Assessment of Modified Citrus Pectin's Effects on Dementia in the Scopolamine-Induced Alzheimer's Model in Adult Male Wistar Rats

Modified citrus pectin (MCP) modulates galectin-3, a key player in neuroinflammation linked to Alzheimer's disease. By inhibiting galectin-3, MCP reduces the brain's inflammatory response and may alleviate cognitive decline. This study examines MCP's impact on neuroinflammation, cognitive function, and its role in galectin-3 inhibition in a dementia model. Male Wistar rats were assigned to four groups: control (n = 6), scopolamine (SCP) (n = 7), SCP + MCP (n = 7), and MCP only (n = 7). MCP was administered orally at 100 mg/kg/day via drinking water for six weeks. SCP was injected intraperitoneally at 1 mg/kg for seven days to induce an Alzheimer's-type dementia model. The researchers assessed cognitive performance through the Morris Water Maze (MWM) test. After behavioral tests, blood and brain tissues, including the hippocampus, were collected and stored at -80 degrees C for analysis. Immunohistochemistry was used to evaluate superoxide dismutase (SOD) activity, malondialdehyde (MDA) levels, brain-derived neurotrophic factor (BDNF), and inflammatory markers (IL-1 beta, IL-6, TNF-alpha, and galectin-3).
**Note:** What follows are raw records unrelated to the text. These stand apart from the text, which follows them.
//! Concurrent loading of many sessions through the shared cache.

use std::{
    panic::{self, AssertUnwindSafe},
    sync::{Arc, mpsc},
};

use log::{debug, warn};
use rayon::{ThreadPool, ThreadPoolBuilder};

use super::{Session, SessionCache, SessionKey};
use crate::errors::{PaddockError, ProviderError};

pub const DEFAULT_FETCH_WORKERS: usize = 4;

/// Result of loading one requested key.
#[derive(Debug, Clone)]
pub struct FetchOutcome {
    pub key: SessionKey,
    pub result: Result<Arc<Session>, ProviderError>,
}

impl FetchOutcome {
    pub fn session(&self) -> Option<&Arc<Session>> {
        self.result.as_ref().ok()
    }

    /// The key together with the session, or `None` when loading it failed.
    pub fn into_pair(self) -> (SessionKey, Option<Arc<Session>>) {
        (self.key, self.result.ok())
    }
}

/// Loads sessions on a fixed-size worker pool.
///
/// Each key becomes one task. Tasks report `(position, result)` over a channel
/// and the outcomes are slotted back by position, so the output lines up with
/// the input no matter which task finishes first. A failing key only affects
/// its own slot.
pub struct ParallelFetcher {
    cache: Arc<SessionCache>,
    pool: ThreadPool,
}

impl ParallelFetcher {
    pub fn new(cache: Arc<SessionCache>, workers: usize) -> Result<Self, PaddockError> {
        let pool = ThreadPoolBuilder::new()
            .num_threads(workers.max(1))
            .thread_name(|i| format!("session-fetch-{}", i))
            .build()
            .map_err(|e| PaddockError::WorkerPool {
                reason: e.to_string(),
            })?;
        Ok(Self { cache, pool })
    }

    pub fn cache(&self) -> &Arc<SessionCache> {
        &self.cache
    }

    pub fn fetch_many(&self, keys: &[SessionKey]) -> Vec<FetchOutcome> {
        let (tx, rx) = mpsc::channel::<(usize, Result<Arc<Session>, ProviderError>)>();

        self.pool.scope(|scope| {
            for (position, key) in keys.iter().enumerate() {
                let tx = tx.clone();
                let cache = &self.cache;
                scope.spawn(move |_| {
                    // a panicking provider costs only this key's slot
                    let result = panic::catch_unwind(AssertUnwindSafe(|| cache.get(key)))
                        .unwrap_or_else(|_| {
                            Err(ProviderError::WorkerLost {
                                key: key.to_string(),
                            })
                        });
                    // receiver outlives the scope
                    let _ = tx.send((position, result));
                });
            }
        });
        drop(tx);

        let mut slots: Vec<Option<Result<Arc<Session>, ProviderError>>> =
            (0..keys.len()).map(|_| None).collect();
        for (position, result) in rx {
            slots[position] = Some(result);
        }

        let outcomes: Vec<FetchOutcome> = keys
            .iter()
            .zip(slots)
            .map(|(key, slot)| {
                let result = slot.unwrap_or_else(|| {
                    Err(ProviderError::WorkerLost {
                        key: key.to_string(),
                    })
                });
                if let Err(e) = &result {
                    warn!("Skipping {}: {}", key, e);
                }
                FetchOutcome {
                    key: key.clone(),
                    result,
                }
            })
            .collect();

        debug!(
            "Fetched {} of {} sessions",
            outcomes.iter().filter(|o| o.result.is_ok()).count(),
            outcomes.len()
        );
        outcomes
    }

    /// Loaded sessions only, in input order, failures dropped.
    pub fn fetch_loaded(&self, keys: &[SessionKey]) -> Vec<Arc<Session>> {
        self.fetch_many(keys)
            .into_iter()
            .filter_map(|o| o.result.ok())
            .collect()
    }
}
The data were analyzed with SPSS 22. SCP treatment increased lipid peroxidation (MDA) and elevated inflammatory markers (TNF-alpha, IL-6, and galectin-3), while reducing BDNF and impairing spatial memory. Co-administering MCP with SCP significantly reduced TNF-alpha, IL-6, and galectin-3 levels; increased BDNF; and improved memory performance. Although MCP did not lower MDA levels, it boosted SOD activity, suggesting antioxidant effects. Modified citrus pectin (MCP) alleviated cognitive impairments and reduced neuroinflammation in Alzheimer's-type dementia by inhibiting galectin-3. MCP also exhibited antioxidant potential, underscoring its therapeutic promise for neurodegenerative diseases.